I may or may not have passed my Language Proficiency Interview this morning. We will not be getting any grades until later so I cannot say precisely if I was able to pass with flying colors, pass with somewhat faded colors on a breeze-less day, or failed with a flag a half mast. From what I recall of the interview about 80% of it went according to plan. The other 20% consisted of questions that I did not quite hear clearly or from blank spots in my memory banks that previously had something akin to a balance of $0.01. Some of the highlights were as follows:
The place was in a home of a fellow volunteer and I can say that I was not a fan of the decision. Several members of the home, through no fault of their own, greeted us on the front porch. That is quite a distraction when you are trying to pull words out of thin air and someone is casually moving boxes around and doing chores. It should have been done at the library in hindsight. That was where we had practiced the day prior and at least that space gave us somewhat of a secluded area and quiet.
As soon as the tape recorder was turned on (they apparently save the recordings and use them to verify our language abilities) I got quite nervous of doing even just the basics in Ewe. Just putting, “my name is David” got me panicky. One minute in it was just fine and I cruised right along.

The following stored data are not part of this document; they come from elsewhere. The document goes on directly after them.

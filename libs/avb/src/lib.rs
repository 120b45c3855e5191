// Copyright 2023, The Android Open Source Project
//
// Licensed under the Apache License, Version 2.0 (the "License");
// you may not use this file except in compliance with the License.
// You may obtain a copy of the License at
//
//     http://www.apache.org/licenses/LICENSE-2.0
//
// Unless required by applicable law or agreed to in writing, software
// distributed under the License is distributed on an "AS IS" BASIS,
// WITHOUT WARRANTIES OR CONDITIONS OF ANY KIND, either express or implied.
// See the License for the specific language governing permissions and
// limitations under the License.

//! Android Verified Boot byte-order and signature primitives: parsing of the
//! vbmeta footer, header and descriptors, and cryptographic verification of a
//! vbmeta image against the public key embedded in it.
//!
//! All multi-byte fields are big-endian on the wire. Parsing never casts in
//! place; fixed-size structures are byte-swapped into owned structs and
//! variable-length trailing data is handed out as borrowed byte ranges.

mod crypto;
mod descriptor;
mod verify;

use std::io::{self, Cursor, Read};

use byteorder::{BigEndian, ReadBytesExt};
use thiserror::Error;

pub use crate::crypto::{decode_public_key, encode_public_key, AlgorithmType, CryptoError};
pub use crate::descriptor::{
    descriptors, ChainPartitionDescriptor, Descriptor, HashtreeDescriptor,
};
pub use crate::verify::{vbmeta_image_verify, VbmetaVerifyResult};

/// Magic at the start of a vbmeta image header.
pub const HEADER_MAGIC: [u8; 4] = *b"AVB0";
/// Magic at the start of a vbmeta footer.
pub const FOOTER_MAGIC: [u8; 4] = *b"AVBf";

/// Size of the serialized vbmeta image header.
pub const HEADER_SIZE: usize = 256;
/// Size of the serialized footer at the tail of a partition image.
pub const FOOTER_SIZE: usize = 64;

/// Highest vbmeta header major version this library understands.
pub const VERSION_MAJOR: u32 = 1;
/// Highest footer major version this library understands.
pub const FOOTER_VERSION_MAJOR: u32 = 1;

/// Header flag: the hashtree descriptors of the image should not be enforced.
pub const VBMETA_FLAGS_HASHTREE_DISABLED: u32 = 1 << 0;
/// Header flag: verification has been disabled by the device owner.
pub const VBMETA_FLAGS_VERIFICATION_DISABLED: u32 = 1 << 1;

/// Errors from parsing AVB structures.
#[derive(Debug, Error)]
pub enum ParseError {
    /// The footer magic, version or size check failed.
    #[error("invalid footer")]
    InvalidFooter,
    /// The vbmeta header is truncated or malformed.
    #[error("invalid vbmeta header")]
    InvalidHeader,
    /// A descriptor or the descriptor region is malformed.
    #[error("invalid descriptor")]
    InvalidDescriptor,
    /// There was an IO error.
    #[error("IO error")]
    Io(#[from] io::Error),
}

/// The footer found in the last [`FOOTER_SIZE`] bytes of a partition image,
/// locating the vbmeta blob inside the partition.
#[derive(Clone, Debug, PartialEq, Eq)]
pub struct Footer {
    /// Footer format major version.
    pub version_major: u32,
    /// Footer format minor version.
    pub version_minor: u32,
    /// Size of the image without the hashtree, FEC and vbmeta trailer.
    pub original_image_size: u64,
    /// Offset of the vbmeta blob within the partition.
    pub vbmeta_offset: u64,
    /// Size of the vbmeta blob.
    pub vbmeta_size: u64,
}

impl Footer {
    /// Validates and byte-swaps a serialized footer.
    pub fn parse(data: &[u8]) -> Result<Footer, ParseError> {
        if data.len() < FOOTER_SIZE || data[..4] != FOOTER_MAGIC {
            return Err(ParseError::InvalidFooter);
        }
        let mut cursor = Cursor::new(&data[4..]);
        let version_major = cursor.read_u32::<BigEndian>()?;
        let version_minor = cursor.read_u32::<BigEndian>()?;
        if version_major > FOOTER_VERSION_MAJOR {
            return Err(ParseError::InvalidFooter);
        }
        Ok(Footer {
            version_major,
            version_minor,
            original_image_size: cursor.read_u64::<BigEndian>()?,
            vbmeta_offset: cursor.read_u64::<BigEndian>()?,
            vbmeta_size: cursor.read_u64::<BigEndian>()?,
        })
    }
}

/// The fixed-size header at the start of a vbmeta image, byte-swapped to host
/// order. No validation beyond the length check is performed here; use
/// [`vbmeta_image_verify`] to establish that the image is well formed.
#[derive(Clone, Debug, PartialEq, Eq)]
pub struct VbmetaImageHeader {
    /// Minimum libavb major version required to interpret the image.
    pub required_libavb_version_major: u32,
    /// Minimum libavb minor version required to interpret the image.
    pub required_libavb_version_minor: u32,
    /// Size of the authentication data block following the header.
    pub authentication_data_block_size: u64,
    /// Size of the auxiliary data block following the authentication block.
    pub auxiliary_data_block_size: u64,
    /// Raw algorithm identifier, see [`AlgorithmType::from_raw`].
    pub algorithm_type: u32,
    /// Offset of the digest within the authentication block.
    pub hash_offset: u64,
    /// Size of the digest.
    pub hash_size: u64,
    /// Offset of the signature within the authentication block.
    pub signature_offset: u64,
    /// Size of the signature.
    pub signature_size: u64,
    /// Offset of the public key within the auxiliary block.
    pub public_key_offset: u64,
    /// Size of the public key.
    pub public_key_size: u64,
    /// Offset of the public key metadata within the auxiliary block.
    pub public_key_metadata_offset: u64,
    /// Size of the public key metadata.
    pub public_key_metadata_size: u64,
    /// Offset of the descriptor region within the auxiliary block.
    pub descriptors_offset: u64,
    /// Size of the descriptor region.
    pub descriptors_size: u64,
    /// Rollback index of the image.
    pub rollback_index: u64,
    /// Image flags; only meaningful on a top-level image.
    pub flags: u32,
    /// Rollback index slot to use.
    pub rollback_index_location: u32,
    /// NUL-padded release string of the tool that made the image.
    pub release_string: String,
}

impl VbmetaImageHeader {
    /// Byte-swaps a copy of the header at the start of `data`.
    pub fn parse(data: &[u8]) -> Result<VbmetaImageHeader, ParseError> {
        if data.len() < HEADER_SIZE {
            return Err(ParseError::InvalidHeader);
        }
        let mut cursor = Cursor::new(&data[4..HEADER_SIZE]);
        let required_libavb_version_major = cursor.read_u32::<BigEndian>()?;
        let required_libavb_version_minor = cursor.read_u32::<BigEndian>()?;
        let authentication_data_block_size = cursor.read_u64::<BigEndian>()?;
        let auxiliary_data_block_size = cursor.read_u64::<BigEndian>()?;
        let algorithm_type = cursor.read_u32::<BigEndian>()?;
        let hash_offset = cursor.read_u64::<BigEndian>()?;
        let hash_size = cursor.read_u64::<BigEndian>()?;
        let signature_offset = cursor.read_u64::<BigEndian>()?;
        let signature_size = cursor.read_u64::<BigEndian>()?;
        let public_key_offset = cursor.read_u64::<BigEndian>()?;
        let public_key_size = cursor.read_u64::<BigEndian>()?;
        let public_key_metadata_offset = cursor.read_u64::<BigEndian>()?;
        let public_key_metadata_size = cursor.read_u64::<BigEndian>()?;
        let descriptors_offset = cursor.read_u64::<BigEndian>()?;
        let descriptors_size = cursor.read_u64::<BigEndian>()?;
        let rollback_index = cursor.read_u64::<BigEndian>()?;
        let flags = cursor.read_u32::<BigEndian>()?;
        let rollback_index_location = cursor.read_u32::<BigEndian>()?;
        let mut release_string_raw = [0u8; 48];
        cursor.read_exact(&mut release_string_raw)?;
        let nul = release_string_raw.iter().position(|b| *b == 0).unwrap_or(48);
        let release_string = String::from_utf8_lossy(&release_string_raw[..nul]).into_owned();

        Ok(VbmetaImageHeader {
            required_libavb_version_major,
            required_libavb_version_minor,
            authentication_data_block_size,
            auxiliary_data_block_size,
            algorithm_type,
            hash_offset,
            hash_size,
            signature_offset,
            signature_size,
            public_key_offset,
            public_key_size,
            public_key_metadata_offset,
            public_key_metadata_size,
            descriptors_offset,
            descriptors_size,
            rollback_index,
            flags,
            rollback_index_location,
            release_string,
        })
    }

    /// Total size of the vbmeta image described by this header: the header
    /// itself plus both data blocks. `None` on arithmetic overflow.
    pub fn image_size(&self) -> Option<u64> {
        (HEADER_SIZE as u64)
            .checked_add(self.authentication_data_block_size)?
            .checked_add(self.auxiliary_data_block_size)
    }
}
// Copyright 2023, The Android Open Source Project
//
// Licensed under the Apache License, Version 2.0 (the "License");
// you may not use this file except in compliance with the License.
// You may obtain a copy of the License at
//
//     http://www.apache.org/licenses/LICENSE-2.0
//
// Unless required by applicable law or agreed to in writing, software
// distributed under the License is distributed on an "AS IS" BASIS,
// WITHOUT WARRANTIES OR CONDITIONS OF ANY KIND, either express or implied.
// See the License for the specific language governing permissions and
// limitations under the License.

//! Finding a partition's hashtree descriptor in the verified vbmeta images
//! and programming a dm-verity device from it.

use anyhow::{anyhow, bail, Context, Result};
use avb::Descriptor;
use devicemapper::verity::{DmVerityFec, DmVerityMode, DmVerityTarget, DmVerityTargetBuilder};
use devicemapper::DeviceMapper;
use log::{info, warn};
use std::path::{Path, PathBuf};
use std::time::Duration;

use crate::bootconfig::BootConfig;
use crate::fstab::FstabEntry;
use crate::util::{bytes_to_hex, set_block_device_readonly, wait_for_file};
use crate::vbmeta::VBMetaData;

/// A hashtree descriptor copied out of a verified vbmeta image, with the
/// salt and root digest already hex-encoded the way the kernel table wants
/// them.
#[derive(Clone, Debug, PartialEq, Eq)]
pub struct HashtreeDescriptor {
    /// dm-verity on-disk format version.
    pub dm_verity_version: u32,
    /// Size of the filesystem data covered by the tree.
    pub image_size: u64,
    /// Offset of the tree within the partition.
    pub tree_offset: u64,
    /// Block size the data is hashed in.
    pub data_block_size: u32,
    /// Block size of the tree nodes.
    pub hash_block_size: u32,
    /// Number of Reed-Solomon parity roots, 0 if there is no FEC.
    pub fec_num_roots: u32,
    /// Offset of the FEC data within the partition.
    pub fec_offset: u64,
    /// Size of the FEC data.
    pub fec_size: u64,
    /// Hash algorithm name, e.g. `sha256`.
    pub hash_algorithm: String,
    /// Hex-encoded salt.
    pub salt: String,
    /// Hex-encoded root digest.
    pub root_digest: String,
}

/// Scans the verified images in chain order for the hashtree descriptor of
/// `partition_name`. An image or descriptor that does not parse is skipped
/// as untrusted rather than aborting the scan; only a completely missing
/// descriptor is an error.
pub fn get_hashtree_descriptor(
    partition_name: &str,
    vbmeta_images: &[VBMetaData],
) -> Result<HashtreeDescriptor> {
    for vbmeta in vbmeta_images {
        let Ok(descriptors) = avb::descriptors(vbmeta.data()) else {
            warn!("{}: skipping vbmeta with invalid descriptors", vbmeta.partition());
            continue;
        };
        for (i, descriptor) in descriptors.iter().enumerate() {
            if let Descriptor::Hashtree(_) = descriptor {
                let Ok(hashtree) = descriptor.to_hashtree() else {
                    warn!("{}: descriptor[{}] is invalid", vbmeta.partition(), i);
                    continue;
                };
                // The name is not NUL-terminated; the descriptor's length
                // field decides how many bytes take part in the comparison.
                if hashtree.partition_name() != partition_name.as_bytes() {
                    continue;
                }
                return Ok(HashtreeDescriptor {
                    dm_verity_version: hashtree.dm_verity_version,
                    image_size: hashtree.image_size,
                    tree_offset: hashtree.tree_offset,
                    data_block_size: hashtree.data_block_size,
                    hash_block_size: hashtree.hash_block_size,
                    fec_num_roots: hashtree.fec_num_roots,
                    fec_offset: hashtree.fec_offset,
                    fec_size: hashtree.fec_size,
                    hash_algorithm: hashtree.hash_algorithm.clone(),
                    salt: bytes_to_hex(hashtree.salt()),
                    root_digest: bytes_to_hex(hashtree.root_digest()),
                });
            }
        }
    }
    bail!("partition descriptor not found: {partition_name}");
}

/// Builds the dm-verity table for a hashtree-protected partition.
///
/// The check failure policy comes from the boot config key `veritymode`:
/// absent or `enforcing` restarts on corruption, `logging` only logs, `eio`
/// leaves the kernel default, anything else is rejected.
fn construct_verity_table(
    hashtree_desc: &HashtreeDescriptor,
    blk_device: &Path,
    bootconfig: &BootConfig,
) -> Result<DmVerityTarget> {
    let verity_mode = bootconfig.get("veritymode").unwrap_or("enforcing");
    let mode = match verity_mode {
        "enforcing" => DmVerityMode::RestartOnCorruption,
        "logging" => DmVerityMode::IgnoreCorruption,
        "eio" => DmVerityMode::Eio, // the kernel default
        other => bail!("unknown androidboot.veritymode: {other}"),
    };

    if hashtree_desc.data_block_size == 0 || hashtree_desc.hash_block_size == 0 {
        bail!("zero block size in hashtree descriptor");
    }

    let mut builder = DmVerityTargetBuilder::default();
    builder
        .version(hashtree_desc.dm_verity_version)
        .data_device(blk_device, hashtree_desc.image_size)
        .hash_device(blk_device)
        .block_sizes(hashtree_desc.data_block_size, hashtree_desc.hash_block_size)
        .hash_start_block(hashtree_desc.tree_offset / u64::from(hashtree_desc.hash_block_size))
        .hash_algorithm(&hashtree_desc.hash_algorithm)
        .root_digest(&hashtree_desc.root_digest)
        .salt(&hashtree_desc.salt)
        .mode(mode)
        // Always use ignore_zero_blocks.
        .ignore_zero_blocks();
    if hashtree_desc.fec_size > 0 {
        let fec_blocks = hashtree_desc.fec_offset / u64::from(hashtree_desc.data_block_size);
        // TODO: fec_blocks and fec_start both carry fec_offset /
        // data_block_size; check whether fec_blocks should instead be the
        // number of blocks the FEC area spans.
        builder.fec(DmVerityFec {
            device: blk_device,
            num_roots: hashtree_desc.fec_num_roots,
            blocks: fec_blocks,
            start: fec_blocks,
        });
    }
    builder.build()
}

/// The device-mapper capability used to instantiate verity devices. The
/// kernel-backed implementation is [`DeviceMapper`]; tests substitute an
/// in-memory fake.
pub trait VerityDevice {
    /// Creates a read-only verity device `name` from `target` and returns
    /// the mapper device path.
    fn create_verity_device(&self, name: &str, target: &DmVerityTarget) -> Result<PathBuf>;
}

impl VerityDevice for DeviceMapper {
    fn create_verity_device(&self, name: &str, target: &DmVerityTarget) -> Result<PathBuf> {
        DeviceMapper::create_verity_device(self, name, target)
    }
}

/// Stacks a dm-verity device on top of `fstab_entry.blk_device` according to
/// a verified hashtree descriptor, then redirects the mount record at the
/// mapper device. The mapper device is named after the mount point's
/// basename, so `/system` is served by `system`.
pub fn hashtree_dm_verity_setup(
    dm: &impl VerityDevice,
    fstab_entry: &mut FstabEntry,
    hashtree_desc: &HashtreeDescriptor,
    bootconfig: &BootConfig,
    wait_for_verity_dev: bool,
) -> Result<()> {
    let table = construct_verity_table(hashtree_desc, &fstab_entry.blk_device, bootconfig)
        .context("failed to construct verity table")?;

    let device_name = fstab_entry
        .mount_point
        .file_name()
        .and_then(|name| name.to_str())
        .ok_or_else(|| anyhow!("bad mount point: {:?}", fstab_entry.mount_point))?;

    let dev_path = dm
        .create_verity_device(device_name, &table)
        .context("couldn't create verity device")?;
    info!("{}: created dm-verity device {}", device_name, dev_path.display());

    // Mark the underlying block device read-only at the kernel level. Best
    // effort; the verity table itself is already read-only.
    if let Err(e) = set_block_device_readonly(&fstab_entry.blk_device) {
        warn!("failed to set {} read-only: {:#}", fstab_entry.blk_device.display(), e);
    }

    // Mount the verity device instead of the raw one.
    fstab_entry.blk_device = dev_path.clone();

    if wait_for_verity_dev && !wait_for_file(&dev_path, Duration::from_secs(1)) {
        bail!("verity device {} did not appear", dev_path.display());
    }
    Ok(())
}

Until, that is, the interviewer jumped in on my memorized dialog and asked a question. While it was nothing difficult to answer, it did throw me off step for a few moments. The interviewer was very patient and if she saw that I did not understand the question she slowed down a bit and asked it again.
Most of my stuff was there though. I asked to recite my poem and got to a point where I was stuck on a word when the aforementioned household member walked and got us even more distracted. I started over but the brain was already stuck, so I completely skipped a word in my poem that I knew prior. Nunyui, how I forgot you.
As I said, about 80% of it was there without issue. The last two items on my interview were the 20% that I flubbed a bit. My interviewer asked if I could pretend that I was at a border crossing and we could do a role playing exercise. I am not allowed to leave the country without Peace Corps consent so I was flummoxed by this one; we can't even do this anyway, why am I being asked? I had no vocabulary for traveling to visit or see someone so far as I can recall and as far as my notes reveal. I introduced myself of course to the border guard easily, but when she asked why I was wanting to go to this country I could only respond in Ewe that I didn't know why I wanted to go to this supposed country. That was the end of that.
To conclude, the interviewer asked if I had any questions but she said that in Ewe and I again did not have the vocabulary to understand the question. I do not think that this was the worst thing, but I did my best where I could and I think they were positive with me while I was tossing out terms and phrases. Maybe the next update will read, “I've Been Kicked Out Of Ghana,” but I doubt it at this point.